* _WHAT IS EXPECTED_
The entries below must be transcribed exactly. Leave nothing out.

(DATASET CONTENT Opens)

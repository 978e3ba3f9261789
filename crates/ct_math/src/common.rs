use crate::*;

/// Convert an angle in degrees to radians
#[inline(always)]
#[must_use]
pub fn radians<T: Real>(degrees: T) -> T {
    degrees * T::DEG_TO_RAD
}

/// Convert an angle in radians to degrees
#[inline(always)]
#[must_use]
pub fn degrees<T: Real>(radians: T) -> T {
    radians * T::RAD_TO_DEG
}

/// Get the smallest of 2 values
#[inline(always)]
#[must_use]
pub fn min<T: Numeric>(a: T, b: T) -> T {
    NumericBase::min(a, b)
}

/// Get the largest of 2 values
#[inline(always)]
#[must_use]
pub fn max<T: Numeric>(a: T, b: T) -> T {
    NumericBase::max(a, b)
}

/// Clamp `val` to the range `[lo, hi]`, i.e. `min(max(val, lo), hi)`
#[inline(always)]
#[must_use]
pub fn clamp<T: Numeric>(val: T, lo: T, hi: T) -> T {
    min(max(val, lo), hi)
}

/// Get the absolute value
#[inline(always)]
#[must_use]
pub fn abs<T: Numeric>(val: T) -> T {
    NumericBase::abs(val)
}

/// Get the sign of a value: -1, 0 or 1
#[inline(always)]
#[must_use]
pub fn sign<T: Numeric>(val: T) -> T {
    NumericBase::sign(val)
}

/// Get the square root of a value
#[inline(always)]
#[must_use]
pub fn sqrt<T: Numeric>(val: T) -> T {
    NumericBase::sqrt(val)
}

/// Linearly interpolate from `a` to `b`: `a + t * (b - a)`
///
/// `t` is not clamped, values outside of `[0, 1]` extrapolate.
#[inline(always)]
#[must_use]
pub fn lerp<T: Numeric>(a: T, b: T, t: T) -> T {
    a + t * (b - a)
}

/// Check if 2 values are within `tolerance` of each other
#[inline(always)]
#[must_use]
pub fn approx_equal<T: Numeric>(a: T, b: T, tolerance: T) -> bool {
    a.is_close_to(b, tolerance)
}

#[cfg(test)]
mod tests {
    use crate::*;

    #[test]
    fn angle_conversion() {
        assert!(radians(180f32).is_close_to(f32::PI, 1e-6));
        assert!(radians(90f64).is_close_to(f64::HALF_PI, 1e-12));
        assert!(degrees(f32::QUARTER_PI).is_close_to(45.0, 1e-4));
    }

    #[test]
    fn scalar_helpers() {
        assert_eq!(clamp(5, 0, 3), 3);
        assert_eq!(clamp(-2, 0, 3), 0);
        assert_eq!(clamp(1.5f32, 0.0, 3.0), 1.5);
        assert_eq!(min(2u32, 7), 2);
        assert_eq!(max(2u32, 7), 7);
        assert_eq!(abs(-3i16), 3);
        assert_eq!(sign(-2.5f64), -1.0);
        assert_eq!(sqrt(9.0f32), 3.0);
    }

    #[test]
    fn interpolation() {
        assert_eq!(lerp(2.0f32, 6.0, 0.25), 3.0);
        assert_eq!(lerp(0, 10, 2), 20);
    }

    #[test]
    fn tolerance_compare() {
        assert!(approx_equal(1.0f32, 1.05, 0.1));
        assert!(!approx_equal(1.0f32, 1.2, 0.1));
        assert!(approx_equal(4, 4, 0));
    }
}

(DATASET CONTENT Closes)

* _ANSWER BELOW_
repository 978e3ba3f9261789
filename crates/ct_math/src/common.rs
use crate::*;

/// Convert an angle in degrees to radians
#[inline(always)]
#[must_use]
pub fn radians<T: Real>(degrees: T) -> T {
    degrees * T::DEG_TO_RAD
}

/// Convert an angle in radians to degrees
#[inline(always)]
#[must_use]
pub fn degrees<T: Real>(radians: T) -> T {
    radians * T::RAD_TO_DEG
}

/// Get the smallest of 2 values
#[inline(always)]
#[must_use]
pub fn min<T: Numeric>(a: T, b: T) -> T {
    NumericBase::min(a, b)
}

/// Get the largest of 2 values
#[inline(always)]
#[must_use]
pub fn max<T: Numeric>(a: T, b: T) -> T {
    NumericBase::max(a, b)
}

/// Clamp `val` to the range `[lo, hi]`, i.e. `min(max(val, lo), hi)`
#[inline(always)]
#[must_use]
pub fn clamp<T: Numeric>(val: T, lo: T, hi: T) -> T {
    min(max(val, lo), hi)
}

/// Get the absolute value
#[inline(always)]
#[must_use]
pub fn abs<T: Numeric>(val: T) -> T {
    NumericBase::abs(val)
}

/// Get the sign of a value: -1, 0 or 1
#[inline(always)]
#[must_use]
pub fn sign<T: Numeric>(val: T) -> T {
    NumericBase::sign(val)
}

/// Get the square root of a value
#[inline(always)]
#[must_use]
pub fn sqrt<T: Numeric>(val: T) -> T {
    NumericBase::sqrt(val)
}

/// Linearly interpolate from `a` to `b`: `a + t * (b - a)`
///
/// `t` is not clamped, values outside of `[0, 1]` extrapolate.
#[inline(always)]
#[must_use]
pub fn lerp<T: Numeric>(a: T, b: T, t: T) -> T {
    a + t * (b - a)
}

/// Check if 2 values are within `tolerance` of each other
#[inline(always)]
#[must_use]
pub fn approx_equal<T: Numeric>(a: T, b: T, tolerance: T) -> bool {
    a.is_close_to(b, tolerance)
}

#[cfg(test)]
mod tests {
    use crate::*;

    #[test]
    fn angle_conversion() {
        assert!(radians(180f32).is_close_to(f32::PI, 1e-6));
        assert!(radians(90f64).is_close_to(f64::HALF_PI, 1e-12));
        assert!(degrees(f32::QUARTER_PI).is_close_to(45.0, 1e-4));
    }

    #[test]
    fn scalar_helpers() {
        assert_eq!(clamp(5, 0, 3), 3);
        assert_eq!(clamp(-2, 0, 3), 0);
        assert_eq!(clamp(1.5f32, 0.0, 3.0), 1.5);
        assert_eq!(min(2u32, 7), 2);
        assert_eq!(max(2u32, 7), 7);
        assert_eq!(abs(-3i16), 3);
        assert_eq!(sign(-2.5f64), -1.0);
        assert_eq!(sqrt(9.0f32), 3.0);
    }

    #[test]
    fn interpolation() {
        assert_eq!(lerp(2.0f32, 6.0, 0.25), 3.0);
        assert_eq!(lerp(0, 10, 2), 20);
    }

    #[test]
    fn tolerance_compare() {
        assert!(approx_equal(1.0f32, 1.05, 0.1));
        assert!(!approx_equal(1.0f32, 1.2, 0.1));
        assert!(approx_equal(4, 4, 0));
    }
}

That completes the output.